The leaf name of a sample input or output path without the . suffix. The base_file_name is usually the same as the sample name and differs in every workflow.

contamination_vcf_index and contamination_vcf⚓︎

These are GCS pathnames of the contamination detection data for the input samples. This commonly depends on the reference genome for the samples, and is shared across all the workflows.

cram_ref_fasta_index and cram_ref_fasta⚓︎

These are GCS pathnames of the reference FASTA to which the input CRAM is aligned. This FASTA is used to expand CRAMs to BAMs and again is generally shared across all the workflows.

dbsnp_vcf_index and dbsnp_vcf⚓︎

These are GCS pathnames of a VCF containing a database of known variants from the reference. As with the contamination and reference FASTA files, typically these are shared across all the workflows.

input_cram⚓︎

This is a GCS pathname to the input CRAM. It's last component will typically be the base_file_name value with ".cram" appended. The GDCWholeGenomeSomaticSingleSample.wdl workflow definition expects to find a base_file_name.cram.crai file for every base_file_name.cram file specified as an input_cram.

Usage⚓︎

GDCWholeGenomeSomaticSingleSample workload supports the following API endpoints:

Verb Endpoint Description
GET /api/v1/workload List all workloads, optionally filtering by uuid or project
GET /api/v1/workload/{uuid}/workflows List all workflows for a specified workload uuid
POST /api/v1/create Create a new workload
POST /api/v1/start Start a workload
POST /api/v1/stop Stop a running workload
POST /api/v1/exec Create and start (execute) a workload
Permissions in production

External Whole Genome Reprocessing in gotc-prod uses a set of execution projects, please refer to this page when you have questions about permissions.

Create Workload: /api/v1/create⚓︎

Create a WFL workload running in production.

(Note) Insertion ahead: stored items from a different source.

//! Typed error hierarchy for the task board.
//!
//! Two enums cover the two layers:
//! - `StoreError`: what a record store implementation reports
//! - `BoardError`: what the mutator records in its error slot

use thiserror::Error;

/// Entity kinds, used to make not-found errors readable.
#[derive(Debug, Clone, Copy, PartialEq, Eq)]
pub enum Entity {
    Board,
    Column,
    Task,
}

impl std::fmt::Display for Entity {
    fn fmt(&self, f: &mut std::fmt::Formatter<'_>) -> std::fmt::Result {
        match self {
            Entity::Board => write!(f, "Board"),
            Entity::Column => write!(f, "Column"),
            Entity::Task => write!(f, "Task"),
        }
    }
}

/// Errors from a record store (the persistence collaborator).
#[derive(Debug, Error)]
pub enum StoreError {
    #[error("{entity} {id} not found")]
    NotFound { entity: Entity, id: String },

    #[error("Validation failed: {0}")]
    Validation(String),

    #[error("Record store unavailable: {0}")]
    Transport(String),
}

impl StoreError {
    pub fn not_found(entity: Entity, id: impl ToString) -> Self {
        Self::NotFound {
            entity,
            id: id.to_string(),
        }
    }

    /// Wrap an adapter-internal failure (SQLite, lock poisoning, join error).
    pub fn transport(err: anyhow::Error) -> Self {
        Self::Transport(format!("{:#}", err))
    }
}

/// Errors surfaced at the mutator boundary.
#[derive(Debug, Error)]
pub enum BoardError {
    #[error("User not authenticated")]
    NotAuthenticated,

    #[error("Board not loaded")]
    BoardNotLoaded,

    #[error("No column available to add task")]
    NoColumn,

    #[error("{entity} {id} not found")]
    NotFound { entity: Entity, id: String },

    #[error("{0}")]
    Validation(String),

    #[error("{0}")]
    Transport(String),
}

impl From<StoreError> for BoardError {
    fn from(err: StoreError) -> Self {
        match err {
            StoreError::NotFound { entity, id } => BoardError::NotFound { entity, id },
            StoreError::Validation(msg) => BoardError::Validation(msg),
            StoreError::Transport(msg) => BoardError::Transport(msg),
        }
    }
}

/// Reject empty or whitespace-only titles before anything touches state.
pub fn require_title(kind: Entity, title: &str) -> Result<String, BoardError> {
    let trimmed = title.trim();
    if trimmed.is_empty() {
        return Err(BoardError::Validation(format!("{} title must not be empty", kind)));
    }
    Ok(trimmed.to_string())
}
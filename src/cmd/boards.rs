//! `taskboard boards list|create|delete`.

use anyhow::{Context, Result, bail};
use chrono::NaiveDate;
use std::path::Path;

use taskboard::BoardList;
use taskboard::filter::BoardFilter;
use taskboard::models::BoardDraft;

use super::{Workspace, ensure_ok, print_json, resolve_board};
use crate::{BoardsCommands, Cli};

pub fn parse_board_filter(
    search: Option<&str>,
    from: Option<&str>,
    to: Option<&str>,
) -> Result<BoardFilter> {
    let day = |d: &str| {
        NaiveDate::parse_from_str(d, "%Y-%m-%d")
            .with_context(|| format!("Invalid date '{}': expected YYYY-MM-DD", d))
    };
    let filter = BoardFilter {
        search: search.map(str::trim).filter(|s| !s.is_empty()).map(String::from),
        created_from: from.map(day).transpose()?,
        created_to: to.map(day).transpose()?,
    };
    if let (Some(from), Some(to)) = (filter.created_from, filter.created_to)
        && from > to
    {
        bail!("--from {} is after --to {}", from, to);
    }
    Ok(filter)
}

pub async fn cmd_boards(project_dir: &Path, cli: &Cli, command: &BoardsCommands) -> Result<()> {
    let ws = Workspace::open(project_dir, cli)?;
    let ctx = ws.context()?;
    if ctx.session.user_id().is_none() {
        bail!("User not authenticated (pass --user or set TASKBOARD_USER)");
    }
    let mut list = BoardList::with_config(ctx.clone(), &ws.config);

    match command {
        BoardsCommands::List { search, from, to } => {
            let filter = parse_board_filter(search.as_deref(), from.as_deref(), to.as_deref())?;
            list.load().await;
            ensure_ok(list.error())?;
            let boards = list.filtered(&filter);
            if ws.json {
                return print_json(&boards);
            }
            if list.boards().is_empty() {
                println!("No boards yet. Create one with `taskboard boards create <title>`.");
                return Ok(());
            }
            if boards.is_empty() {
                println!("No boards match the filter.");
                return Ok(());
            }
            for board in &boards {
                println!(
                    "{}  {}  {}",
                    console::style(board.id).dim(),
                    console::style(&board.title).bold(),
                    board.description.as_deref().unwrap_or("")
                );
            }
        }
        BoardsCommands::Create {
            title,
            description,
            color,
        } => {
            let created = list
                .create_board(BoardDraft {
                    title: title.clone(),
                    description: description.clone(),
                    color: color.clone(),
                })
                .await;
            ensure_ok(list.error())?;
            let Some(board) = created else {
                bail!("Board was not created");
            };
            if ws.json {
                return print_json(&board);
            }
            println!("Created board '{}' ({})", board.title, board.id);
        }
        BoardsCommands::Delete { board } => {
            let board_id = resolve_board(&ctx, board).await?;
            let prompt = format!(
                "Delete board '{}' with all its columns and tasks?",
                board
            );
            if !ws.confirm(&prompt) {
                println!("Deletion cancelled.");
                return Ok(());
            }
            list.delete_board(board_id).await;
            ensure_ok(list.error())?;
            println!("Deleted board '{}'", board);
        }
    }

    Ok(())
}
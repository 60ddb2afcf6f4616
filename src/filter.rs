//! Task filtering by priority, assignee and due date; board filtering by
//! title and creation date.
//!
//! Filtering is a read-side view; it never touches `LocalBoardState`.

use chrono::NaiveDate;

use crate::models::{Board, ColumnWithTasks, Priority, Task};

#[derive(Debug, Clone, Default, PartialEq)]
pub struct TaskFilter {
    /// Any of these priorities; empty means any priority.
    pub priorities: Vec<Priority>,
    /// Case-insensitive exact match on the assignee.
    pub assignee: Option<String>,
    /// Tasks due on or before this date. Tasks without a due date are excluded.
    pub due_on_or_before: Option<NaiveDate>,
}

impl TaskFilter {
    pub fn is_empty(&self) -> bool {
        self.active_count() == 0
    }

    /// Number of active criteria (shown next to the filter button).
    pub fn active_count(&self) -> usize {
        usize::from(!self.priorities.is_empty())
            + usize::from(self.assignee.is_some())
            + usize::from(self.due_on_or_before.is_some())
    }

    pub fn matches(&self, task: &Task) -> bool {
        if !self.priorities.is_empty() && !self.priorities.contains(&task.priority) {
            return false;
        }
        if let Some(wanted) = &self.assignee {
            match &task.assignee {
                Some(a) if a.eq_ignore_ascii_case(wanted) => {}
                _ => return false,
            }
        }
        if let Some(limit) = self.due_on_or_before {
            match task.due_date {
                Some(due) if due <= limit => {}
                _ => return false,
            }
        }
        true
    }

    /// Columns in the same order, each keeping only matching tasks.
    pub fn apply(&self, columns: &[ColumnWithTasks]) -> Vec<ColumnWithTasks> {
        columns
            .iter()
            .map(|col| ColumnWithTasks {
                column: col.column.clone(),
                tasks: col.tasks.iter().filter(|t| self.matches(t)).cloned().collect(),
            })
            .collect()
    }
}

/// Dashboard filter. Date bounds are whole UTC days, both inclusive.
#[derive(Debug, Clone, Default, PartialEq)]
pub struct BoardFilter {
    /// Case-insensitive substring of the title.
    pub search: Option<String>,
    pub created_from: Option<NaiveDate>,
    pub created_to: Option<NaiveDate>,
}

impl BoardFilter {
    pub fn is_empty(&self) -> bool {
        self.active_count() == 0
    }

    pub fn active_count(&self) -> usize {
        usize::from(self.search.is_some())
            + usize::from(self.created_from.is_some() || self.created_to.is_some())
    }

    pub fn matches(&self, board: &Board) -> bool {
        if let Some(search) = &self.search
            && !board.title.to_lowercase().contains(&search.to_lowercase())
        {
            return false;
        }
        let created = board.created_at.date_naive();
        self.created_from.is_none_or(|from| created >= from)
            && self.created_to.is_none_or(|to| created <= to)
    }

    /// Matching boards, order kept.
    pub fn apply(&self, boards: &[Board]) -> Vec<Board> {
        boards.iter().filter(|b| self.matches(b)).cloned().collect()
    }
}

#[cfg(test)]
mod tests {
    use super::*;
    use crate::state::fixtures::*;

    fn sample() -> Vec<ColumnWithTasks> {
        let b = board();
        let col = column(&b, "To Do", 0);
        let mut high = task(&col, "high", 0);
        high.priority = Priority::High;
        high.assignee = Some("Ada".into());
        high.due_date = NaiveDate::from_ymd_opt(2026, 1, 10);
        let mut low = task(&col, "low", 1);
        low.priority = Priority::Low;
        low.due_date = NaiveDate::from_ymd_opt(2026, 2, 1);
        let plain = task(&col, "plain", 2);
        vec![ColumnWithTasks::new(col, vec![high, low, plain])]
    }

    fn titles(columns: &[ColumnWithTasks]) -> Vec<String> {
        columns[0].tasks.iter().map(|t| t.title.clone()).collect()
    }

    #[test]
    fn test_empty_filter_keeps_everything() {
        let filter = TaskFilter::default();
        assert!(filter.is_empty());
        assert_eq!(titles(&filter.apply(&sample())), vec!["high", "low", "plain"]);
    }

    #[test]
    fn test_priority_filter() {
        let filter = TaskFilter {
            priorities: vec![Priority::Low, Priority::Medium],
            ..TaskFilter::default()
        };
        assert_eq!(titles(&filter.apply(&sample())), vec!["low", "plain"]);
    }

    #[test]
    fn test_assignee_filter_ignores_case() {
        let filter = TaskFilter {
            assignee: Some("ada".into()),
            ..TaskFilter::default()
        };
        assert_eq!(titles(&filter.apply(&sample())), vec!["high"]);
    }

    #[test]
    fn test_due_date_filter_excludes_undated() {
        let filter = TaskFilter {
            due_on_or_before: NaiveDate::from_ymd_opt(2026, 1, 31),
            ..TaskFilter::default()
        };
        assert_eq!(titles(&filter.apply(&sample())), vec!["high"]);
        assert_eq!(filter.active_count(), 1);
    }

    #[test]
    fn test_criteria_combine() {
        let filter = TaskFilter {
            priorities: vec![Priority::High],
            assignee: Some("bob".into()),
            due_on_or_before: None,
        };
        assert_eq!(filter.active_count(), 2);
        assert!(filter.apply(&sample())[0].tasks.is_empty());
    }

    fn boards() -> Vec<Board> {
        let created = |title: &str, day: u32| {
            let mut b = board();
            b.title = title.into();
            b.created_at = NaiveDate::from_ymd_opt(2026, 3, day)
                .and_then(|d| d.and_hms_opt(23, 30, 0))
                .unwrap()
                .and_utc();
            b
        };
        vec![created("Roadmap", 20), created("Sprint 12", 10), created("road trip", 1)]
    }

    fn board_titles(boards: &[Board]) -> Vec<String> {
        boards.iter().map(|b| b.title.clone()).collect()
    }

    #[test]
    fn test_board_search_is_case_insensitive_substring() {
        let filter = BoardFilter {
            search: Some("ROAD".into()),
            ..BoardFilter::default()
        };
        assert_eq!(board_titles(&filter.apply(&boards())), vec!["Roadmap", "road trip"]);
        assert_eq!(filter.active_count(), 1);
    }

    #[test]
    fn test_board_date_range_includes_both_end_days() {
        let filter = BoardFilter {
            created_from: NaiveDate::from_ymd_opt(2026, 3, 10),
            created_to: NaiveDate::from_ymd_opt(2026, 3, 20),
            ..BoardFilter::default()
        };
        assert_eq!(board_titles(&filter.apply(&boards())), vec!["Roadmap", "Sprint 12"]);
        assert_eq!(filter.active_count(), 1);

        let open_start = BoardFilter {
            created_to: NaiveDate::from_ymd_opt(2026, 3, 9),
            ..BoardFilter::default()
        };
        assert_eq!(board_titles(&open_start.apply(&boards())), vec!["road trip"]);
    }

    #[test]
    fn test_board_criteria_combine() {
        let filter = BoardFilter {
            search: Some("road".into()),
            created_from: NaiveDate::from_ymd_opt(2026, 3, 2),
            created_to: None,
        };
        assert_eq!(board_titles(&filter.apply(&boards())), vec!["Roadmap"]);
        assert!(BoardFilter::default().is_empty());
        assert_eq!(BoardFilter::default().apply(&boards()).len(), 3);
    }
}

curl --location --request POST \
https://gotc-prod-wfl.gotc-prod.broadinstitute.org/api/v1/create \
--header "Authorization: Bearer $(gcloud auth print-access-token)" \
--header 'Content-Type: application/json' \
--data-raw '
{
  "executor": "https://cromwell-gotc-auth.gotc-prod.broadinstitute.org",
  "output": "gs://broad-prod-somatic-genomes-output",
  "pipeline": "GDCWholeGenomeSomaticSingleSample",
  "project": "PO-1234",
  "items": [
    {
      "inputs": {
        "base_file_name": "27B-6",
        "contamination_vcf": "gs://gatk-best-practices/somatic-hg38/small_exac_common_3.hg38.vcf.gz",
        "contamination_vcf_index": "gs://gatk-best-practices/somatic-hg38/small_exac_common_3.hg38.vcf.gz.tbi",
        "cram_ref_fasta": "gs://gcp-public-data--broad-references/hg38/v0/Homo_sapiens_assembly38.fasta",
        "cram_ref_fasta_index": "gs://gcp-public-data--broad-references/hg38/v0/Homo_sapiens_assembly38.fasta.fai",
        "dbsnp_vcf": "gs://gcp-public-data--broad-references/hg38/v0/gdc/dbsnp_144.hg38.vcf.gz",
        "dbsnp_vcf_index": "gs://gcp-public-data--broad-references/hg38/v0/gdc/dbsnp_144.hg38.vcf.gz.tbi",
        "input_cram": "gs://broad-gotc-prod-storage/pipeline/PO-1234/27B-6/v1/27B-6.cram"
      },
      "options": {
        "monitoring_script": "gs://broad-gotc-prod-storage/scripts/monitoring_script.sh"
      }
    }
  ]
}'
{
  "commit": "477bb195c40cc5f5afb81ca1b57e97c9cc18fa2c",
  "created": "2021-04-05T16:02:31Z",
  "creator": "tbl@broadinstitute.org",
  "executor": "https://cromwell-gotc-auth.gotc-prod.broadinstitute.org",
  "output": "gs://broad-prod-somatic-genomes-output",
  "pipeline": "GDCWholeGenomeSomaticSingleSample",
  "project": "PO-1234",
  "release": "GDCWholeGenomeSomaticSingleSample_v1.1.0",
  "started": "2021-04-05T16:02:32Z",
  "uuid": "efb00901-378e-4365-86e7-edd0fbdaaab2",
  "version": "0.7.0",
  "wdl": "pipelines/broad/dna_seq/somatic/single_sample/wgs/gdc_genome/GDCWholeGenomeSomaticSingleSample.wdl"
}

Note that the GDCWholeGenomeSomaticSingleSample pipeline supports Cromwell workflowOptions via the options map. See the reference page for more information.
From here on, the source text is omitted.